■ ASSIGNMENT
In the entries below, find the line with "peers are co-located" and the line with "high bit set". Reproduce those two lines and every line between them exactly, and nothing more.

+ + +

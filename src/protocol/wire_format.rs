//! Wire format encoding and decoding.
//!
//! Implements the 8-byte frame header:
//!
//! ```text
//! ┌──────────────┬──────────────┐
//! │ Handle       │ Body size    │
//! │ 4 bytes      │ 4 bytes      │
//! │ uint32 host  │ uint32 host  │
//! └──────────────┴──────────────┘
//! ```
//!
//! Both fields use the host's native byte order: peers are co-located
//! (local transport) or on loopback with the same architecture. A
//! portable revision would switch to network order.
//!
//! The `handle` field encodes the frame kind:
//! - `0` — one-way message
//! - nonzero, high bit clear — invocation request with that promise id
//! - nonzero, high bit set — response to `handle & !RESPONSE_FLAG`

use crate::error::{FramewireError, Result};

/// Header size in bytes (fixed, exactly 8).
pub const HEADER_SIZE: usize = 8;

/// High bit of the handle field marks a frame as an invocation response.
pub const RESPONSE_FLAG: u32 = 0x8000_0000;

/// Default maximum body size (1 GiB). A header claiming more than this
/// is treated as a protocol violation and tears the connection down.
pub const DEFAULT_MAX_BODY_SIZE: u32 = 1_073_741_824;

/// Decoded frame header.
#[derive(Debug, Clone, Copy, PartialEq, Eq)]
pub struct Header {
    /// Invocation id, possibly OR'd with [`RESPONSE_FLAG`]. Zero for
    /// one-way messages.
    pub handle: u32,
    /// Body length in bytes.
    pub body_size: u32,
}

impl Header {
    /// Create a new header.
    pub fn new(handle: u32, body_size: u32) -> Self {
        Self { handle, body_size }
    }

    /// Encode header to bytes (host byte order).
    pub fn encode(&self) -> [u8; HEADER_SIZE] {
        let mut buf = [0u8; HEADER_SIZE];
        buf[0..4].copy_from_slice(&self.handle.to_ne_bytes());
        buf[4..8].copy_from_slice(&self.body_size.to_ne_bytes());
        buf
    }

    /// Decode header from bytes (host byte order).
    ///
    /// Returns `None` if the buffer is too short.
    pub fn decode(buf: &[u8]) -> Option<Self> {
        if buf.len() < HEADER_SIZE {
            return None;
        }
        Some(Self {
            handle: u32::from_ne_bytes([buf[0], buf[1], buf[2], buf[3]]),
            body_size: u32::from_ne_bytes([buf[4], buf[5], buf[6], buf[7]]),
        })
    }

    /// Validate the body size against a maximum.
    pub fn validate(&self, max_body_size: u32) -> Result<()> {
        if self.body_size > max_body_size {
            return Err(FramewireError::Protocol(format!(
                "Body size {} exceeds maximum {}",
                self.body_size, max_body_size
            )));
        }
        Ok(())
    }

    /// Check if this frame is a one-way message.
    #[inline]
    pub fn is_message(&self) -> bool {
        self.handle == 0
    }

    /// Check if this frame is an invocation response.
    #[inline]
    pub fn is_response(&self) -> bool {
        self.handle & RESPONSE_FLAG != 0
    }

    /// Check if this frame is an invocation request.
    #[inline]
    pub fn is_request(&self) -> bool {
        self.handle != 0 && !self.is_response()
    }

    /// The invocation id with the response flag cleared.
    #[inline]
    pub fn promise_id(&self) -> u32 {
        self.handle & !RESPONSE_FLAG
    }
}

#[cfg(test)]
mod tests {
    use super::*;

    #[test]
    fn test_header_encode_decode_roundtrip() {
        let original = Header::new(42 | RESPONSE_FLAG, 100);
        let encoded = original.encode();
        let decoded = Header::decode(&encoded).unwrap();
        assert_eq!(original, decoded);
    }

    #[test]
    fn test_header_host_byte_order() {
        let header = Header::new(0x0102_0304, 0x0506_0708);
        let bytes = header.encode();

        assert_eq!(&bytes[0..4], &0x0102_0304u32.to_ne_bytes());
        assert_eq!(&bytes[4..8], &0x0506_0708u32.to_ne_bytes());
    }

    #[test]
    fn test_header_size_is_exactly_8() {
        assert_eq!(HEADER_SIZE, 8);
        let header = Header::new(1, 0);
        assert_eq!(header.encode().len(), 8);
    }

    #[test]
    fn test_decode_too_short_buffer() {
        let buf = [0u8; 7]; // One byte short
        assert!(Header::decode(&buf).is_none());
    }

    #[test]
    fn test_frame_kind_classification() {
        assert!(Header::new(0, 0).is_message());
        assert!(!Header::new(0, 0).is_request());
        assert!(!Header::new(0, 0).is_response());

        let request = Header::new(7, 10);
        assert!(request.is_request());
        assert!(!request.is_response());
        assert_eq!(request.promise_id(), 7);

        let response = Header::new(7 | RESPONSE_FLAG, 10);
        assert!(response.is_response());
        assert!(!response.is_request());
        assert!(!response.is_message());
        assert_eq!(response.promise_id(), 7);
    }

    #[test]
    fn test_validate_body_too_large() {
        let header = Header::new(1, 1_000_000);
        let result = header.validate(100);
        assert!(result.is_err());
        assert!(result.unwrap_err().to_string().contains("exceeds maximum"));
    }

    #[test]
    fn test_validate_at_limit() {
        let header = Header::new(1, 100);
        assert!(header.validate(100).is_ok());
    }

    #[test]
    fn test_response_flag_value() {
        assert_eq!(RESPONSE_FLAG, 0x8000_0000);
        // The largest assignable promise id still clears the flag.
        assert_eq!((RESPONSE_FLAG - 1) & RESPONSE_FLAG, 0);
    }
}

+ + +

■ ANSWER FOR THE TASK
//! Both fields use the host's native byte order: peers are co-located
//! (local transport) or on loopback with the same architecture. A
//! portable revision would switch to network order.
//!
//! The `handle` field encodes the frame kind:
//! - `0` — one-way message
//! - nonzero, high bit clear — invocation request with that promise id
//! - nonzero, high bit set — response to `handle & !RESPONSE_FLAG`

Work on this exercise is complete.